Preaching the News for Sunday

Dramatic miner rescue operation grips worldwide audience

The Lord will guard our “coming and our going,” promises the psalmist this Sunday. After narrowly escaping death and spending more than two months trapped in a collapsed Chilean mine, 33 miners emerged one by one in a rescue capsule . . .

The Lord will guard our “coming and our going,” promises the psalmist this Sunday. After narrowly escaping death and spending more than two months trapped in a collapsed Chilean mine, 33 miners emerged one by one in a rescue capsule Wednesday in dramatic scenes watched around the world.

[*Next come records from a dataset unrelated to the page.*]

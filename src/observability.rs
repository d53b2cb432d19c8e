use biometrics::{Collector, Counter, Moments};

pub(crate) static ENGINE_REQUESTS: Counter = Counter::new("omnimind.engine.requests");
pub(crate) static ENGINE_REQUEST_ERRORS: Counter = Counter::new("omnimind.engine.request_errors");
pub(crate) static ENGINE_REQUEST_DURATION: Moments =
    Moments::new("omnimind.engine.request_duration_seconds");

pub(crate) static SESSION_SUBMISSIONS: Counter = Counter::new("omnimind.session.submissions");
pub(crate) static SESSION_CANCELLATIONS: Counter = Counter::new("omnimind.session.cancellations");
pub(crate) static SESSION_FAILURES: Counter = Counter::new("omnimind.session.failures");
pub(crate) static SESSION_EXCHANGE_DURATION: Moments =
    Moments::new("omnimind.session.exchange_duration_seconds");

pub(crate) static UPLOADS: Counter = Counter::new("omnimind.upload.requests");
pub(crate) static UPLOAD_ERRORS: Counter = Counter::new("omnimind.upload.errors");
pub(crate) static OPEN_REQUESTS: Counter = Counter::new("omnimind.open.requests");
pub(crate) static OPEN_ERRORS: Counter = Counter::new("omnimind.open.errors");
pub(crate) static REFRESH_ERRORS: Counter = Counter::new("omnimind.refresh.errors");

/// Register this crate's biometrics with the provided collector.
pub fn register_biometrics(collector: Collector) {
    collector.register_counter(&ENGINE_REQUESTS);
    collector.register_counter(&ENGINE_REQUEST_ERRORS);
    collector.register_moments(&ENGINE_REQUEST_DURATION);

    collector.register_counter(&SESSION_SUBMISSIONS);
    collector.register_counter(&SESSION_CANCELLATIONS);
    collector.register_counter(&SESSION_FAILURES);
    collector.register_moments(&SESSION_EXCHANGE_DURATION);

    collector.register_counter(&UPLOADS);
    collector.register_counter(&UPLOAD_ERRORS);
    collector.register_counter(&OPEN_REQUESTS);
    collector.register_counter(&OPEN_ERRORS);
    collector.register_counter(&REFRESH_ERRORS);
}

Florencio Avalos, 31, was the first miner to make the journey from the underground chamber in the collapsed mine towards the surface. He stepped out of the missile-like rescue capsule with a broad smile on his face and embraced his family in an emotional scene. The second-in-command of the group of 33, he was chosen to make the journey before the others because he was in the best physical condition.

The last of the Chilean miners, the foreman who held them together when they were feared lost, was raised from the depths of the earth Wednesday night--a joyous ending to a 70-day ordeal that riveted the world. No one has ever been trapped so long and survived. Luis Urzua ascended smoothly through 2,000 feet of rock, completing a 22 1/2-hour rescue operation that unfolded with remarkable speed and flawless execution.

The miners were trapped by tons of fallen rock in early August. They survived by rationing limited food supplies and living on two spoonfuls of tuna and a sip of milk per man every 48 hours. No one knew if they were alive or dead until an exploratory borehole reached them and a dramatic note made its way to the surface: “We are well in the refuge--the 33.”

“We have lived a magical night, a night we will remember throughout our lives, a night in which life defeated death,” declared Chilean President Sebastian Piñera early in the rescue operation. Piñera was joined at the site by Bolivian President Evo Morales, who arrived to greet the only foreigner trapped in the collapsed mine, Bolivian Carlos Mamani. As he surfaced, Mamani pointed to a Chilean flag on his T-shirt and shouted, “Gracias, Chile!”

"We have prayed to San Lorenzo, the patron saint of miners, and to many other saints so that my brothers Florencio and Renan would come out of the mine all right. It is as if they had been born again," said Priscila Avalos. One of her brothers was the first miner rescued, and the other emerged later in the evening.

Group spokesman Mario Sepulveda erupted from the rescue capsule as if he had scored a winning goal in the World Cup, hugging everyone, handing out rock souvenirs brought up from the mine, and leading the onlookers in a victory chant of “Long live Chile!” In one of many memorable quotes from the emerging miners, Sepulveda said, “I’ve been near God but I’ve also been near the devil. They fought but God won.”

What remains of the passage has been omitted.